The Sherwin-Williams Company 8-K
Table of Contents



UNITED STATES
SECURITIES AND EXCHANGE COMMISSION

WASHINGTON, DC 20549


FORM 8-K

CURRENT REPORT

Pursuant to Section 13 or 15(d) of the
Securities Exchange Act of 1934

Date of Report (Date of earliest event reported): February 2, 2005

THE SHERWIN-WILLIAMS COMPANY


(Exact Name of Registrant as Specified in its Charter)
         
Ohio   1-04851   34-0526850
         
(State or Other
Jurisdiction of
Incorporation)
  (Commission File
Number)
  (IRS Employer Identification No.)

101 Prospect Avenue, N.W., Cleveland, Ohio 44115


(Address of Principal Executive Offices) (Zip Code)

Registrant’s telephone number, including area code: (216) 566-2000

Check the appropriate box below if the Form 8-K filing is intended to simultaneously satisfy the filing obligation of the registrant under any of the following provisions:

     
o
  Written communications pursuant to Rule 425 under the Securities Act (17 CFR 230.425)
 
   
o
  Soliciting material pursuant to Rule 14a-12 under the Exchange Act (17 CFR 240.14a-12)
 
   
o
  Pre-commencement communications pursuant to Rule 14d-2(b) under the Exchange Act (17 CFR 240.14d-2(b))
 
   
o
  Pre-commencement communications pursuant to Rule 13e-4(c) under the Exchange Act (17 CFR 240.13e-4(c))



 


TABLE OF CONTENTS

Item 1.01 Entry into a Material Definitive Agreement
Item 9.01 Financial Statements and Exhibits
SIGNATURES
EXHIBIT INDEX
EX-10(A) Form of Restricted Stock Grant Under the 2003 Stock Plan
EX-10(B) Form of Stock Option Grant Under the 2003 Stock Plan
EX-10(C) Management Compensation Program


Table of Contents

Item 1.01 Entry into a Material Definitive Agreement.

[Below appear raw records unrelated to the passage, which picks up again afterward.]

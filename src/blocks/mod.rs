//! Narration blocks and the ordered sequence that holds them.
//!
//! - [`Block`]: one narration unit (voice, text, color)
//! - [`BlockStore`]: the sequence, replaced wholesale on every mutation
//! - [`Field`]: the editable fields of a block
//! - [`VOICES`] / [`PALETTE`]: the choices offered by the editor

mod store;

pub use store::{BlockStore, Reorder};

use std::fmt;
use std::str::FromStr;

use serde::{Deserialize, Serialize};
use thiserror::Error;

/// A selectable option: stored value plus display label.
#[derive(Debug, Clone, Copy, PartialEq, Eq)]
pub struct Choice {
    pub value: &'static str,
    pub label: &'static str,
}

/// Voices a block can be narrated with. The empty value means "not chosen yet".
pub const VOICES: [Choice; 4] = [
    Choice {
        value: "",
        label: "Escolha a voz...",
    },
    Choice {
        value: "voz1",
        label: "Voz 1",
    },
    Choice {
        value: "voz2",
        label: "Voz 2",
    },
    Choice {
        value: "voz3",
        label: "Voz 3",
    },
];

/// Color tags. The first entry is the default for new blocks.
pub const PALETTE: [Choice; 5] = [
    Choice {
        value: "#007BFF",
        label: "Azul",
    },
    Choice {
        value: "#28A745",
        label: "Verde",
    },
    Choice {
        value: "#DC3545",
        label: "Vermelho",
    },
    Choice {
        value: "#FFC107",
        label: "Amarelo",
    },
    Choice {
        value: "#6C757D",
        label: "Cinza",
    },
];

pub const DEFAULT_COLOR: &str = PALETTE[0].value;

/// Placeholder shown in an empty text field.
pub const TEXT_PLACEHOLDER: &str = "Digite o texto narrado...";

/// One narration unit.
///
/// Fields are plain strings: the editor offers [`VOICES`] and [`PALETTE`], but
/// any value is accepted and kept as-is.
#[derive(Debug, Clone, PartialEq, Eq, Serialize, Deserialize)]
pub struct Block {
    pub voice: String,
    pub text: String,
    pub color: String,
}

impl Default for Block {
    fn default() -> Self {
        Self {
            voice: String::new(),
            text: String::new(),
            color: DEFAULT_COLOR.to_string(),
        }
    }
}

impl Block {
    /// Read a field by name.
    pub fn field(&self, field: Field) -> &str {
        match field {
            Field::Voice => &self.voice,
            Field::Text => &self.text,
            Field::Color => &self.color,
        }
    }

    /// Label of the current voice, or the raw value when it is not one of [`VOICES`].
    pub fn voice_label(&self) -> &str {
        choice_label(&VOICES, &self.voice).unwrap_or(&self.voice)
    }

    /// Label of the current color, or the raw value when it is not in [`PALETTE`].
    pub fn color_label(&self) -> &str {
        choice_label(&PALETTE, &self.color).unwrap_or(&self.color)
    }
}

/// Editable fields of a [`Block`].
#[derive(Debug, Clone, Copy, PartialEq, Eq, Hash)]
pub enum Field {
    Voice,
    Text,
    Color,
}

impl Field {
    pub const fn name(self) -> &'static str {
        match self {
            Self::Voice => "voice",
            Self::Text => "text",
            Self::Color => "color",
        }
    }

    /// Options offered for this field; free text has none.
    pub const fn choices(self) -> Option<&'static [Choice]> {
        match self {
            Self::Voice => Some(&VOICES),
            Self::Color => Some(&PALETTE),
            Self::Text => None,
        }
    }
}

impl fmt::Display for Field {
    fn fmt(&self, f: &mut fmt::Formatter<'_>) -> fmt::Result {
        f.write_str(self.name())
    }
}

impl FromStr for Field {
    type Err = BlockError;

    fn from_str(s: &str) -> Result<Self, Self::Err> {
        match s {
            "voice" => Ok(Self::Voice),
            "text" => Ok(Self::Text),
            "color" => Ok(Self::Color),
            other => Err(BlockError::UnknownField(other.to_string())),
        }
    }
}

/// Errors raised by [`BlockStore`] operations.
///
/// Both variants are caller contract violations; the sequence is left
/// untouched when one is returned.
#[derive(Debug, Clone, PartialEq, Eq, Error)]
pub enum BlockError {
    #[error("block index {index} out of range for sequence of length {len}")]
    IndexOutOfRange { index: usize, len: usize },
    #[error("unknown block field {0:?} (expected voice, text or color)")]
    UnknownField(String),
}

fn choice_label<'a>(choices: &'a [Choice], value: &str) -> Option<&'a str> {
    choices.iter().find(|c| c.value == value).map(|c| c.label)
}

/// Step through `choices` from the entry matching `current`.
///
/// Unknown values start from the first entry. Wraps in both directions.
#[allow(clippy::cast_possible_wrap, clippy::cast_sign_loss)]
pub fn cycle_choice(choices: &[Choice], current: &str, delta: isize) -> &'static str {
    let len = choices.len();
    if len == 0 {
        return "";
    }
    let next = choices
        .iter()
        .position(|c| c.value == current)
        .map_or(0, |pos| (pos as isize + delta).rem_euclid(len as isize) as usize);
    choices[next].value
}
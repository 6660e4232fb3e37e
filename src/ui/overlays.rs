use ratatui::prelude::*;
use ratatui::widgets::{Block, Borders, Clear, Padding, Paragraph, Wrap};

/// Key and mouse bindings, in two columns so the whole list fits 80x24.
pub fn render_help_overlay(frame: &mut Frame, area: Rect) {
    let popup_width = area.width.saturating_sub(12).max(68);
    let popup_height = area.height.saturating_sub(4).max(14);
    let popup = centered_popup_rect(popup_width, popup_height, area);

    let section_style = Style::default()
        .fg(Color::Yellow)
        .add_modifier(Modifier::BOLD);
    let dim_style = Style::default().fg(Color::Indexed(245));

    let left = vec![
        Line::styled("Blocks", section_style),
        Line::raw("  j/k, Up/Down   Select"),
        Line::raw("  a              Add"),
        Line::raw("  x, Delete      Remove"),
        Line::raw("  J/K, Alt-Dn/Up Move"),
        Line::raw(""),
        Line::styled("Fields", section_style),
        Line::raw("  Tab, S-Tab     Focus field"),
        Line::raw("  h/l, Lt/Rt     Change choice"),
        Line::raw("  Enter, e       Edit text"),
        Line::raw("  Esc            Stop editing"),
    ];
    let right = vec![
        Line::styled("Mouse", section_style),
        Line::raw("  Drag ≡/border  Reorder blocks"),
        Line::raw("  Click choice   Next option"),
        Line::raw("  Right click    Previous"),
        Line::raw("  Click text     Edit text"),
        Line::raw(""),
        Line::styled("Other", section_style),
        Line::raw("  s   Show block structure"),
        Line::raw("  q   Quit (also Ctrl-c)"),
        Line::raw("  ?   Toggle help"),
        Line::raw(""),
        Line::styled("any key closes", dim_style),
    ];

    let block = Block::default()
        .title("Help")
        .borders(Borders::ALL)
        .padding(Padding::uniform(1))
        .style(Style::default().bg(Color::Black).fg(Color::White));
    let inner = block.inner(popup);
    let [left_area, right_area] =
        Layout::horizontal([Constraint::Fill(1), Constraint::Fill(1)]).areas(inner);

    frame.render_widget(Clear, popup);
    frame.render_widget(block, popup);
    frame.render_widget(Paragraph::new(left), left_area);
    frame.render_widget(Paragraph::new(right), right_area);
}

/// Read-only view of the block sequence as JSON.
pub fn render_structure_overlay(dump: &str, frame: &mut Frame, area: Rect) {
    let popup_width = area.width.saturating_sub(8).max(40);
    let popup_height = area.height.saturating_sub(4).max(8);
    let popup = centered_popup_rect(popup_width, popup_height, area);

    let block = Block::default()
        .title("Estrutura dos Blocos")
        .title_bottom(Line::styled(
            " Esc closes ",
            Style::default().fg(Color::Indexed(245)),
        ))
        .borders(Borders::ALL)
        .padding(Padding::horizontal(1))
        .style(Style::default().bg(Color::Black).fg(Color::White));
    let body = Paragraph::new(dump)
        .style(Style::default().fg(Color::Green))
        .wrap(Wrap { trim: false })
        .block(block);
    frame.render_widget(Clear, popup);
    frame.render_widget(body, popup);
}

fn centered_popup_rect(width: u16, height: u16, area: Rect) -> Rect {
    let w = width.min(area.width);
    let h = height.min(area.height);
    let x = area.x + (area.width.saturating_sub(w) / 2);
    let y = area.y + (area.height.saturating_sub(h) / 2);
    Rect::new(x, y, w, h)
}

     On February 2, 2005, the Board of Directors of The Sherwin-Williams Company approved the following actions of the Compensation and Management Development Committee (the “Compensation Committee”) of the Board of Directors with regard to the compensation of the executive officers who were named in the Summary Compensation Table of Sherwin-Williams’ 2004 Proxy Statement and who are expected to be named in the Summary Compensation Table of Sherwin-Williams’ 2005 Proxy Statement:

     2005 Base Salary Increases. The Compensation Committee approved increases to the base salaries of the named executive officers, effective upon each officer’s 2005 annual review date. The base salaries of the named executive officers for 2005 are as follows: C.M. Connor, Chairman and Chief Executive Officer ($1,078,870); J.M. Scaminace, President and Chief Operating Officer ($738,192); S.P. Hennessy, Senior Vice President – Finance and Chief Financial Officer ($434,460); J.G. Morikis, President, Paint Stores Group ($409,604); and L.E. Stellato, Vice President, General Counsel and Secretary ($369,720).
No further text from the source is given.